AIM OF THE EXERCISE →
Only one stretch of the data is wanted: the line containing "repository c82d31641fbdc0aa", the line containing "type Context = Vec<String>;", and every line between them, copied exactly.

─── ENTRIES PROVIDED ───

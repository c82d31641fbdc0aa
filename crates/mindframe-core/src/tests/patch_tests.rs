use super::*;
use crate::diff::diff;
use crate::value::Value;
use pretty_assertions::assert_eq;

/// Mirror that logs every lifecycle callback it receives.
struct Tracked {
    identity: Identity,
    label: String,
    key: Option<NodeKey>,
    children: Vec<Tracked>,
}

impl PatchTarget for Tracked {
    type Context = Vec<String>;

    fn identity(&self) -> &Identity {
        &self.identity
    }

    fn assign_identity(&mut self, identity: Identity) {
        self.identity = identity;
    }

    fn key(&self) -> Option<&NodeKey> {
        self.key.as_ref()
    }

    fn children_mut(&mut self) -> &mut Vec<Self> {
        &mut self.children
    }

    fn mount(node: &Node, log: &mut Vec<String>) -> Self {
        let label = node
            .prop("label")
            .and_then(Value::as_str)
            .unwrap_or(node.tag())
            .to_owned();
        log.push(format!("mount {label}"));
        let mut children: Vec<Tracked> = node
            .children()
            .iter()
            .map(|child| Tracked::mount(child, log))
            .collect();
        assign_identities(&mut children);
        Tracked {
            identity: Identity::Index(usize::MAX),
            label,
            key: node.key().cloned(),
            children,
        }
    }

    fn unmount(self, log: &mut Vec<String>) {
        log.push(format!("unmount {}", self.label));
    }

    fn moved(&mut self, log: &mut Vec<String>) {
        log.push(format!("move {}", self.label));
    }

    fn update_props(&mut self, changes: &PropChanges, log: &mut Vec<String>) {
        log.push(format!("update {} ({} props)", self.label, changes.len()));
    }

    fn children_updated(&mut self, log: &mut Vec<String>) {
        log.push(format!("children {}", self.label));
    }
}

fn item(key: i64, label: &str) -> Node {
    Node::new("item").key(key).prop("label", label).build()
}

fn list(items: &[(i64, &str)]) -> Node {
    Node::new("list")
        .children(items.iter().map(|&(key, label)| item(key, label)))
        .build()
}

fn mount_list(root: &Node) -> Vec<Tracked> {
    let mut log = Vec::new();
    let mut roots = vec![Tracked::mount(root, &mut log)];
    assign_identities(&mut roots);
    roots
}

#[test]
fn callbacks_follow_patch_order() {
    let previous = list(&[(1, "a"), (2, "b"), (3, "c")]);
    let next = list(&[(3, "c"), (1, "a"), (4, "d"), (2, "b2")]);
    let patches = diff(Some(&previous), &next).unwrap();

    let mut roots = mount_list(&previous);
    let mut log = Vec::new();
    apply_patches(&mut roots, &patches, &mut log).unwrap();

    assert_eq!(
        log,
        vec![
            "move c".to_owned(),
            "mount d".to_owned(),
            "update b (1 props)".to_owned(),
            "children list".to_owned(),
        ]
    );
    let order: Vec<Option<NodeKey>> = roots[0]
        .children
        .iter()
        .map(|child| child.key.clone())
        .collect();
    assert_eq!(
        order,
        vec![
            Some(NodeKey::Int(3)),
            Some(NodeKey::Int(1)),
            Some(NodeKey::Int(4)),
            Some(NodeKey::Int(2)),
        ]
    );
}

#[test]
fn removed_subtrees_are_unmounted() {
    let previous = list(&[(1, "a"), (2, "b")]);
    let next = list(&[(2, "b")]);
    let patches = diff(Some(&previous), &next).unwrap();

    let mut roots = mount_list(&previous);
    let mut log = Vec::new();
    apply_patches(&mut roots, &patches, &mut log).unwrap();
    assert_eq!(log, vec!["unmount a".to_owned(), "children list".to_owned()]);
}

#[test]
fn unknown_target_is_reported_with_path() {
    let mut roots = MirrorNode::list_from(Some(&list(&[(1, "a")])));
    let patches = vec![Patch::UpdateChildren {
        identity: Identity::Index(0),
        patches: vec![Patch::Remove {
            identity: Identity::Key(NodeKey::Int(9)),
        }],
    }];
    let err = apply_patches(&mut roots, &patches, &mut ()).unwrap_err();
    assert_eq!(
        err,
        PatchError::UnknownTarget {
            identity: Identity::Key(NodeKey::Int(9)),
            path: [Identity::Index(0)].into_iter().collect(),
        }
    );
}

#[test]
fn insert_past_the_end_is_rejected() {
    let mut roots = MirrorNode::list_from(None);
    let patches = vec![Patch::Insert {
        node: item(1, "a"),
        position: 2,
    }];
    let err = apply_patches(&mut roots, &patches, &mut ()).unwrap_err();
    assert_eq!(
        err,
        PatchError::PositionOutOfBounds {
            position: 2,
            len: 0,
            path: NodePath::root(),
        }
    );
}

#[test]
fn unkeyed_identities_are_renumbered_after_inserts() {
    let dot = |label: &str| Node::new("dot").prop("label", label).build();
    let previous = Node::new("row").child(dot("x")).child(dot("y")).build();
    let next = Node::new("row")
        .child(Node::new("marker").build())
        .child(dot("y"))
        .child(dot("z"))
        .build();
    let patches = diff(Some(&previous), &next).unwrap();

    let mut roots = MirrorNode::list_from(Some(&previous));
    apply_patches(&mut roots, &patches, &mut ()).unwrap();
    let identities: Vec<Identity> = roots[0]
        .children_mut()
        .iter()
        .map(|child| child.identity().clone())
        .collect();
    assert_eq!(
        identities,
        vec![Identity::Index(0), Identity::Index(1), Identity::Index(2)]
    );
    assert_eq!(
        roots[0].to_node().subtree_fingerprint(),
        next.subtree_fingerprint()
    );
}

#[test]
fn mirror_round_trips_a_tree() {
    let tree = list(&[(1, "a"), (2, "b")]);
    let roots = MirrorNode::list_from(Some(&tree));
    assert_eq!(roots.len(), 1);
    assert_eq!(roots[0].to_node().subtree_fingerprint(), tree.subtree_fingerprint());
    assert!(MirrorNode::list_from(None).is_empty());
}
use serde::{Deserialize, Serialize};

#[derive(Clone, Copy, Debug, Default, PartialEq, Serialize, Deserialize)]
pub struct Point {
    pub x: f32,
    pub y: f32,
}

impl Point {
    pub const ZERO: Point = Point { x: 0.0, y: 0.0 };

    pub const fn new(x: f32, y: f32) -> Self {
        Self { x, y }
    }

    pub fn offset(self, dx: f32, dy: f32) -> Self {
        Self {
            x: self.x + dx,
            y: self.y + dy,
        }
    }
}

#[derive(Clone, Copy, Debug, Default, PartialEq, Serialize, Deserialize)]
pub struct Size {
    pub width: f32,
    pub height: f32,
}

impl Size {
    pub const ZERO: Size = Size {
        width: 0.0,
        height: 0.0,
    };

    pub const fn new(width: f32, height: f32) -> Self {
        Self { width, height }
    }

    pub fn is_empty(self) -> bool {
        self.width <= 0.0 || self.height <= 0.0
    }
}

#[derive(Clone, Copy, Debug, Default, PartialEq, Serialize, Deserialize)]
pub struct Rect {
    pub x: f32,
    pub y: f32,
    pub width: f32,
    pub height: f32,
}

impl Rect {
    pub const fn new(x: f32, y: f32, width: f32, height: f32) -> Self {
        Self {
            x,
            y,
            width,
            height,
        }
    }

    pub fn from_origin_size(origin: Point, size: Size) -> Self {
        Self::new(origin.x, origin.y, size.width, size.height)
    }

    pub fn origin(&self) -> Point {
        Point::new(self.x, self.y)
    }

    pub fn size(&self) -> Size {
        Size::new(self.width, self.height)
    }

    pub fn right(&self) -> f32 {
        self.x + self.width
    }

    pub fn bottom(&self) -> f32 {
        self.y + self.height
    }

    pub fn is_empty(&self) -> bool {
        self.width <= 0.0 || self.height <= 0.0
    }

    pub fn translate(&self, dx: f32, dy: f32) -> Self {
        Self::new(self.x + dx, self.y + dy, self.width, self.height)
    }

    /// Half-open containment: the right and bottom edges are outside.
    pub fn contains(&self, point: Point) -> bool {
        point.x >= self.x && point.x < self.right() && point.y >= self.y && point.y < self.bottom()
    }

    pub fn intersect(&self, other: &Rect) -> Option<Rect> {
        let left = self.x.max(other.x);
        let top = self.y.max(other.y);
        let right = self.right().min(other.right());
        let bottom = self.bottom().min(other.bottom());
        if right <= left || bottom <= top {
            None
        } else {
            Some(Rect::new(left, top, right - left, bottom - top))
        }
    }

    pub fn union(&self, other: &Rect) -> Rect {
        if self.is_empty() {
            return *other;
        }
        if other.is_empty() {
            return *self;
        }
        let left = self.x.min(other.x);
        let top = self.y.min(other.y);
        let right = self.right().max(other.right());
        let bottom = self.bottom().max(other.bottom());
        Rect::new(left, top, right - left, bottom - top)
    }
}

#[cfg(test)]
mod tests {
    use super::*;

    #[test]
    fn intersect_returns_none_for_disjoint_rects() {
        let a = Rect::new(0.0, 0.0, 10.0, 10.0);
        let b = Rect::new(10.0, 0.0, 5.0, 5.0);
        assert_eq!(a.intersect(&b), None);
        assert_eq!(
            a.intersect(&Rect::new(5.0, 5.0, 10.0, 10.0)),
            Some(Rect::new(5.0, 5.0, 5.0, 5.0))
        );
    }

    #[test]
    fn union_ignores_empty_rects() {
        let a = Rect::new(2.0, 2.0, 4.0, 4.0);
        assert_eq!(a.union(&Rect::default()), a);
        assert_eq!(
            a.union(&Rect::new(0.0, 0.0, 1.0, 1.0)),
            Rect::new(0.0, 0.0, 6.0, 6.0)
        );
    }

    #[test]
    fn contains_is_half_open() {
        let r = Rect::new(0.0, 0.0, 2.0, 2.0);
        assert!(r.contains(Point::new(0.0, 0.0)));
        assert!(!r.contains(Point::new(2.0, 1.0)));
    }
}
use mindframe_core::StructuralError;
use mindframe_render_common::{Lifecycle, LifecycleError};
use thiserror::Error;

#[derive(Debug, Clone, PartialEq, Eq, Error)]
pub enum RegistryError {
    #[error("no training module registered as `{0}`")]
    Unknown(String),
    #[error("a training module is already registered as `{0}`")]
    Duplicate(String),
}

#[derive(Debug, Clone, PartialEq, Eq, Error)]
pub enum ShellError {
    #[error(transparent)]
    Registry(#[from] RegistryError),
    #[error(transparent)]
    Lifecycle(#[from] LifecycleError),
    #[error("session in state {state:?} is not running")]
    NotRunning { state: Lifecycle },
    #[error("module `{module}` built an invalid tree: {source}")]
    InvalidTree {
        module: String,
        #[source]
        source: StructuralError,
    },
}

───
─── ENTRIES PROVIDED ───

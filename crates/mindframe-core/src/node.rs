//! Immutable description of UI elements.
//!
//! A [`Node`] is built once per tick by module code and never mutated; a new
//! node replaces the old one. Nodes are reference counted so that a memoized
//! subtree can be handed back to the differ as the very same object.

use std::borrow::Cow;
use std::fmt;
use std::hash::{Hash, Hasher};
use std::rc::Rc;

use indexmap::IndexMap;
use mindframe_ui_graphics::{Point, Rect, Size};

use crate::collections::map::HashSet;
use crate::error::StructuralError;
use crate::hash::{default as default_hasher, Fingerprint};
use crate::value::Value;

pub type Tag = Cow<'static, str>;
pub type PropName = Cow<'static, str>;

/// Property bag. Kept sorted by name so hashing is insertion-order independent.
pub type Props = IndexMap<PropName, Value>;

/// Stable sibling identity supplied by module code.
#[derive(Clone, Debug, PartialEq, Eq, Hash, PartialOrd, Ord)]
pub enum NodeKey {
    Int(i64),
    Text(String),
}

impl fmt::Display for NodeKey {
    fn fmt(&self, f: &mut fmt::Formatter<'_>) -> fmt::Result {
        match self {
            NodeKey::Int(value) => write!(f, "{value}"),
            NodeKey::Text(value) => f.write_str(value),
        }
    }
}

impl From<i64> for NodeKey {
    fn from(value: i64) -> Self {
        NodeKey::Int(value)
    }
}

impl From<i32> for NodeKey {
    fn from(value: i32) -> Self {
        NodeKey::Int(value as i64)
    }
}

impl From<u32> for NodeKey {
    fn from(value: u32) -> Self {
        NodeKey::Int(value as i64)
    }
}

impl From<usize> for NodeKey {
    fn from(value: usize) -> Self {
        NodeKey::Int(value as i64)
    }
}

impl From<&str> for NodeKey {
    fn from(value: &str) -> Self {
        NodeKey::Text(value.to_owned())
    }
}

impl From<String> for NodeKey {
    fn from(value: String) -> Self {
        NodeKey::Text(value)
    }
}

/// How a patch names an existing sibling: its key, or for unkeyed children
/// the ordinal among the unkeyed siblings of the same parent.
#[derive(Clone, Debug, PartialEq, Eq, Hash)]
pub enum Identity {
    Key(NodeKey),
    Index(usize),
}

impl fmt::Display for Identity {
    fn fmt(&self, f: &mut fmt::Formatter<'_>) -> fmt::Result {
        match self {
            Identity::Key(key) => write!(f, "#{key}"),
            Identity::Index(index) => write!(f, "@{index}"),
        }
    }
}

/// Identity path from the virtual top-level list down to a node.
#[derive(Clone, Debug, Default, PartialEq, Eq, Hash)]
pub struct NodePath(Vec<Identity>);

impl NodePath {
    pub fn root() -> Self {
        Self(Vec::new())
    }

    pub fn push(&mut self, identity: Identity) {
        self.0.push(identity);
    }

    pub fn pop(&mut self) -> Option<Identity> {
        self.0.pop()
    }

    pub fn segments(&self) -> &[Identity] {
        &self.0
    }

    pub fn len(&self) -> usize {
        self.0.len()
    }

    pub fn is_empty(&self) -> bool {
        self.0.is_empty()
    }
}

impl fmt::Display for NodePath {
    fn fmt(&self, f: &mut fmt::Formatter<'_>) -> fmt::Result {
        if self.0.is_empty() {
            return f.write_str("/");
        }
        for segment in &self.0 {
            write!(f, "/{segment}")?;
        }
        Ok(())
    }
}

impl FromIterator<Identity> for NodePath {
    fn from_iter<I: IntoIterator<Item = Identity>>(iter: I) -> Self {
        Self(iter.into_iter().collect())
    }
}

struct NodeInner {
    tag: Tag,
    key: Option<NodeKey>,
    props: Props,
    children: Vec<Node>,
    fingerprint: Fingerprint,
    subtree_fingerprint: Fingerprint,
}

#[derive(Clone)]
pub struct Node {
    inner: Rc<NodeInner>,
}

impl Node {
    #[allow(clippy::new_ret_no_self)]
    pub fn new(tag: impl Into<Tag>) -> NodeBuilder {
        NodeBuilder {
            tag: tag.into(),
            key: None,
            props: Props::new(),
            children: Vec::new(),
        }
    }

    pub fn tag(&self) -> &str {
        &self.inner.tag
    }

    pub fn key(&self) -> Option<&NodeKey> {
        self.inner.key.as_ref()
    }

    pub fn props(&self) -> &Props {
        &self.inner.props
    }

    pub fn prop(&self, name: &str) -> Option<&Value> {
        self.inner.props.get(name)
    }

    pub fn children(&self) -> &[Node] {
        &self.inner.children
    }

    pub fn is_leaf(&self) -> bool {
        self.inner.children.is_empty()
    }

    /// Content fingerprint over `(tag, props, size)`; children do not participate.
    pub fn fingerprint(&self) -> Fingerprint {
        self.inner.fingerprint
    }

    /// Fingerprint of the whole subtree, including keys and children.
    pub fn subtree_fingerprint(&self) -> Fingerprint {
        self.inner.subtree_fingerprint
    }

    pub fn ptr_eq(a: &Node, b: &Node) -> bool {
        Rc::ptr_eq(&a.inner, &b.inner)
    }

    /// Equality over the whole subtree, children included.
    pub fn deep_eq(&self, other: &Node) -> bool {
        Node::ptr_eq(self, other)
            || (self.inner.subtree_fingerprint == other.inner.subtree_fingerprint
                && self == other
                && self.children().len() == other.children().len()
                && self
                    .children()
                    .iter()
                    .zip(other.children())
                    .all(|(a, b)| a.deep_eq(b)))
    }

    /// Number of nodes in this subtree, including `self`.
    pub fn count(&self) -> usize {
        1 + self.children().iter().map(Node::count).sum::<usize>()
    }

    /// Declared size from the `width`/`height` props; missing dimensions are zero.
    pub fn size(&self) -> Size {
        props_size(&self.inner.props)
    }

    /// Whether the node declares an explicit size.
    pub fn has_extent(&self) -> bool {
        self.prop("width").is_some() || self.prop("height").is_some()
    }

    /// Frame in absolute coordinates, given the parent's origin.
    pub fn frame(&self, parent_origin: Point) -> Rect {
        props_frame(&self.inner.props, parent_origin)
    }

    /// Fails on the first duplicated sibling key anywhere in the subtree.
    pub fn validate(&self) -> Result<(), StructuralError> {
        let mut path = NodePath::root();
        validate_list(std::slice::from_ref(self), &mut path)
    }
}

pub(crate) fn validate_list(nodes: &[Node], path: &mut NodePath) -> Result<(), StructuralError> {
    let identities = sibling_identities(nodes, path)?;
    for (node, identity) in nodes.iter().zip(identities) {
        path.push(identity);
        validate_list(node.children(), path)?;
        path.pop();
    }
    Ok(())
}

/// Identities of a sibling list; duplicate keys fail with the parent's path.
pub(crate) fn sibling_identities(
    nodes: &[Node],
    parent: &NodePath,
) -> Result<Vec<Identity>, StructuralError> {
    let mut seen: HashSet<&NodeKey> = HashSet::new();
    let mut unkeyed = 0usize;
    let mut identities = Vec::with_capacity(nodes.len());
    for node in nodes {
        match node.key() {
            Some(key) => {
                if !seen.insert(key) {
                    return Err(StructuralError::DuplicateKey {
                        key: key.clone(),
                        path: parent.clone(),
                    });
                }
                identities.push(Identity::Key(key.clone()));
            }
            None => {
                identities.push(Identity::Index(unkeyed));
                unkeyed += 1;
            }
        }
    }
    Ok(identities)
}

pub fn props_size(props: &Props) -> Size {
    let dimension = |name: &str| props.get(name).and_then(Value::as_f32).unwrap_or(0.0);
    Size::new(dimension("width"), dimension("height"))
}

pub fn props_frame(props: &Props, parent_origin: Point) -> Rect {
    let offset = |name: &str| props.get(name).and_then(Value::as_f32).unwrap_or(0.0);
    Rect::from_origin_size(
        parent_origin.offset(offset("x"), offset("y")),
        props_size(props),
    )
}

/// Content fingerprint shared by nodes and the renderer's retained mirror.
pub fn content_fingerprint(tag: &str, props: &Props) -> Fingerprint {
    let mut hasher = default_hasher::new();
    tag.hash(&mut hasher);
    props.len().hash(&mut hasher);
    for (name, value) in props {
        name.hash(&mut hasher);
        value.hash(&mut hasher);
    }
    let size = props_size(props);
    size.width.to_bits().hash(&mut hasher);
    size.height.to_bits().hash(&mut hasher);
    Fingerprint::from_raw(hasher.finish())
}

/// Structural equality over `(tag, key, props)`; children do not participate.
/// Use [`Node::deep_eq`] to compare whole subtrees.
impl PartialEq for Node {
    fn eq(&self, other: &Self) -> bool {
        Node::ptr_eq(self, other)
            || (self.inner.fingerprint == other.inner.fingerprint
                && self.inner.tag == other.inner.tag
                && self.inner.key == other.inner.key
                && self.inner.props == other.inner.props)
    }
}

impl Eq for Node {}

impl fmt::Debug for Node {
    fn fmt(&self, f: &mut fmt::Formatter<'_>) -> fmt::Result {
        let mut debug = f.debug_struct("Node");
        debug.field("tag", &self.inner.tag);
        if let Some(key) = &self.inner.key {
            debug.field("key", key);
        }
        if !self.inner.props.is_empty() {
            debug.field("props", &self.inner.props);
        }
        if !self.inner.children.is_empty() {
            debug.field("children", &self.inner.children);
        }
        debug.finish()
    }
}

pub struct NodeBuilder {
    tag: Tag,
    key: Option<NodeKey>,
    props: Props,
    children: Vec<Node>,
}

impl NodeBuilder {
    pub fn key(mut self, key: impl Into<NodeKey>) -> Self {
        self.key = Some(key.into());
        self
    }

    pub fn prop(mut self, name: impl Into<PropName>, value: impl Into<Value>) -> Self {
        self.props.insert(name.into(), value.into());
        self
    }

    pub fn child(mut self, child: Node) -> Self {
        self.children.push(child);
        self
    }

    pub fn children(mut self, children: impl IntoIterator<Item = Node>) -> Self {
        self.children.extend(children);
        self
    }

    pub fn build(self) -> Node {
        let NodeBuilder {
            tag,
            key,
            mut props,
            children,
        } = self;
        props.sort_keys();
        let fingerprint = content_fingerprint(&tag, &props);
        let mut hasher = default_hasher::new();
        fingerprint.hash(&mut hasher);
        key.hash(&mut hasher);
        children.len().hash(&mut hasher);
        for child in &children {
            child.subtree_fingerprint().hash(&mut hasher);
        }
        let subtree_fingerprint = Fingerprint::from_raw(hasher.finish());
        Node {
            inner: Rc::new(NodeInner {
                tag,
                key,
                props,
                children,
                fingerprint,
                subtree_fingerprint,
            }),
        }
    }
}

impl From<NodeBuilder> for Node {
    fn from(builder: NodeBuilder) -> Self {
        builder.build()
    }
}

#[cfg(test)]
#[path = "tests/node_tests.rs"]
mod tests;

───

ANSWER SECTION →
repository c82d31641fbdc0aa
filename crates/mindframe-core/src/tests/patch_tests.rs
use super::*;
use crate::diff::diff;
use crate::value::Value;
use pretty_assertions::assert_eq;

/// Mirror that logs every lifecycle callback it receives.
struct Tracked {
    identity: Identity,
    label: String,
    key: Option<NodeKey>,
    children: Vec<Tracked>,
}

impl PatchTarget for Tracked {
    type Context = Vec<String>;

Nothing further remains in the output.